Defenders of the park
The array of Adirondack environmental advocates requires a program for outsiders to keep straight.
A dozen major organizations will spend more than $15 million this year—most collected from contributors or members—to help protect ecosystems, waterways, wildlife and recreation from environmental threats.
They also advocate with state authorities responsible for the 5.8-million-acre Adirondack Park, almost half of it constitutionally protected state-owned forest preserve.
Conservation advocates championed creation of the park and the preserve, and convinced lawmakers and governors to double the size of both over the next century.
Some groups formed more recently, citing gaps they say need addressing. The latest, still filing some of the required paperwork for nonprofit status, is Adirondack Wilderness Advocates, established two years ago by three outdoorsmen, saying someone needed to speak for designating the new Boreas Ponds state acquisition as true wilderness for primitive recreation.

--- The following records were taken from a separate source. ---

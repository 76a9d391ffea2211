//! Round-robin load balancing strategy

use std::sync::atomic::{AtomicUsize, Ordering};

use super::balancer::LoadBalancer;
use super::node::{Host, HostId};

/// Round-robin load balancer. Cycles through the pool with one shared counter.
///
/// The counter is never reset; it indexes whatever pool it is handed, so
/// distribution stays even across calls while the pool size is stable.
#[derive(Debug, Default)]
pub struct RoundRobinBalancer {
    counter: AtomicUsize,
}

impl RoundRobinBalancer {
    pub fn new() -> Self {
        Self::default()
    }
}

impl LoadBalancer for RoundRobinBalancer {
    fn select(&self, pool: &[&Host]) -> HostId {
        let idx = self.counter.fetch_add(1, Ordering::Relaxed) % pool.len();
        pool[idx].id
    }

    fn strategy_name(&self) -> &'static str {
        "round-robin"
    }
}
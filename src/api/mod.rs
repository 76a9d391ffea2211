//! GPU service wire types

mod gpu;

pub use gpu::*;
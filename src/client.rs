//! Public multi-host client

use serde::de::DeserializeOwned;
use std::collections::HashSet;
use std::sync::Arc;
use std::time::Duration;
use uuid::Uuid;

use crate::api::{
    BertScoreRequest, BertScoreResponse, EmbedRequest, EmbedResponse, HealthResponse, InfoResponse,
    StatusResponse,
};
use crate::config::{BridgeConfig, ConfigError, LimitsConfig, LoadBalancingStrategy, ModelsConfig};
use crate::error::{BridgeError, Result};
use crate::executor::{RequestExecutor, HEALTH_PATH};
use crate::hosts::{HostRegistry, HostSelector, HostSnapshot, INFO_PATH};
use crate::monitor::{run_health_checks, MonitorHandle};
use crate::validation::validate_texts;

const STATUS_PATH: &str = "/status";
const EMBED_PATH: &str = "/embed";
const BERTSCORE_PATH: &str = "/bertscore";

/// State shared between the client and its health monitor task
pub(crate) struct Inner {
    pub(crate) registry: HostRegistry,
    pub(crate) executor: RequestExecutor,
    selector: HostSelector,
    limits: LimitsConfig,
    models: ModelsConfig,
}

impl Inner {
    /// Try `path` on up to one attempt per configured host.
    ///
    /// A host already tried in this call is skipped, but the iteration still
    /// counts, which bounds the work to the configured host count.
    async fn request_with_failover<T: DeserializeOwned>(
        &self,
        path: &str,
        body: Option<serde_json::Value>,
    ) -> Result<T> {
        let request_id = Uuid::new_v4();
        let attempts = self.registry.len();
        let mut tried = HashSet::new();
        let mut last_error = None;

        for i in 0..attempts {
            let id = self.selector.select(&self.registry, &self.executor, path).await;
            if !tried.insert(id) {
                tracing::debug!(request_id = %request_id, path, host_id = %id, "Host already tried, skipping");
                continue;
            }

            let Some(host) = self.registry.get(id) else {
                continue;
            };
            tracing::debug!(
                request_id = %request_id,
                path,
                host = %host.name,
                attempt = i + 1,
                max_attempts = attempts,
                "Dispatching request"
            );

            match self.executor.execute::<T>(host, path, body.as_ref()).await {
                Ok(value) => return Ok(value),
                Err(e) => {
                    tracing::warn!(
                        request_id = %request_id,
                        path,
                        host = %host.name,
                        error = %e,
                        "Attempt failed, failing over"
                    );
                    last_error = Some(e);
                }
            }
        }

        tracing::error!(request_id = %request_id, path, tried = tried.len(), "All GPU hosts failed");
        Err(BridgeError::AllHostsFailed {
            path: path.to_string(),
            last: last_error,
        })
    }
}

/// Client presenting one logical endpoint over every configured GPU host
pub struct BridgeClient {
    inner: Arc<Inner>,
    monitor: Option<MonitorHandle>,
}

impl BridgeClient {
    /// Build the client and start its health monitor.
    ///
    /// Must be called from within a Tokio runtime.
    pub fn new(config: BridgeConfig) -> Result<Self> {
        if config.timeout_seconds == 0 {
            return Err(ConfigError::Validation("timeout_seconds must be greater than 0".to_string()).into());
        }
        if config.health_check_interval_seconds == 0 {
            return Err(ConfigError::Validation(
                "health_check_interval_seconds must be greater than 0".to_string(),
            )
            .into());
        }
        if tokio::runtime::Handle::try_current().is_err() {
            return Err(ConfigError::Validation("BridgeClient must be created inside a Tokio runtime".to_string()).into());
        }

        let registry = HostRegistry::from_config(&config)?;
        let executor = RequestExecutor::new(Duration::from_secs(config.timeout_seconds))
            .map_err(|e| ConfigError::Validation(format!("Failed to build HTTP client: {}", e)))?;

        tracing::info!(
            hosts = registry.len(),
            strategy = config.load_balancing.as_str(),
            timeout_secs = config.timeout_seconds,
            "GPU bridge client created"
        );

        let inner = Arc::new(Inner {
            registry,
            executor,
            selector: HostSelector::new(config.load_balancing),
            limits: config.limits,
            models: config.models,
        });

        let monitor = MonitorHandle::spawn(
            inner.clone(),
            Duration::from_secs(config.health_check_interval_seconds),
        );

        Ok(Self {
            inner,
            monitor: Some(monitor),
        })
    }

    pub async fn health(&self) -> Result<HealthResponse> {
        self.inner.request_with_failover(HEALTH_PATH, None).await
    }

    pub async fn info(&self) -> Result<InfoResponse> {
        self.inner.request_with_failover(INFO_PATH, None).await
    }

    pub async fn status(&self) -> Result<StatusResponse> {
        self.inner.request_with_failover(STATUS_PATH, None).await
    }

    pub async fn embed(&self, mut req: EmbedRequest) -> Result<EmbedResponse> {
        validate_texts(&req.texts, "texts", &self.inner.limits)?;
        if req.model.is_none() {
            req.model = self.inner.models.embed.clone();
        }
        self.inner.request_with_failover(EMBED_PATH, Some(to_body(&req))).await
    }

    pub async fn bertscore(&self, mut req: BertScoreRequest) -> Result<BertScoreResponse> {
        validate_texts(&req.candidates, "candidates", &self.inner.limits)?;
        validate_texts(&req.references, "references", &self.inner.limits)?;
        if req.model_type.is_none() {
            req.model_type = self.inner.models.bertscore.clone();
        }
        self.inner.request_with_failover(BERTSCORE_PATH, Some(to_body(&req))).await
    }

    /// Current state of every configured host
    pub fn hosts(&self) -> Vec<HostSnapshot> {
        self.inner.registry.snapshots()
    }

    pub fn strategy(&self) -> LoadBalancingStrategy {
        self.inner.selector.strategy()
    }

    /// Run one health probe round now, outside the monitor's schedule
    pub async fn check_hosts(&self) {
        run_health_checks(&self.inner.registry, &self.inner.executor).await;
    }

    /// Stop the background health monitor
    pub async fn shutdown(&mut self) {
        if let Some(monitor) = self.monitor.take() {
            monitor.stop().await;
        }
    }
}

// Request structs only hold strings, so serialization cannot fail
fn to_body<T: serde::Serialize>(req: &T) -> serde_json::Value {
    serde_json::to_value(req).unwrap_or(serde_json::Value::Null)
}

The various groups’ other job is to lobby the New York agencies—the Department of Environmental Conservation and the Adirondack Park Agency—that oversee the park and regulate what people can do in it. Ditto the state’s Lake George Park Commission, responsible for the 32-mile-long waterway that’s the first Adirondack experience for many visitors and draws roughly 10 million of them annually.
At least three separate organizations work on Lake George’s issues. Many other smaller associations, consisting largely of landowners, are focused on the welfare of other lakes, rivers and watersheds.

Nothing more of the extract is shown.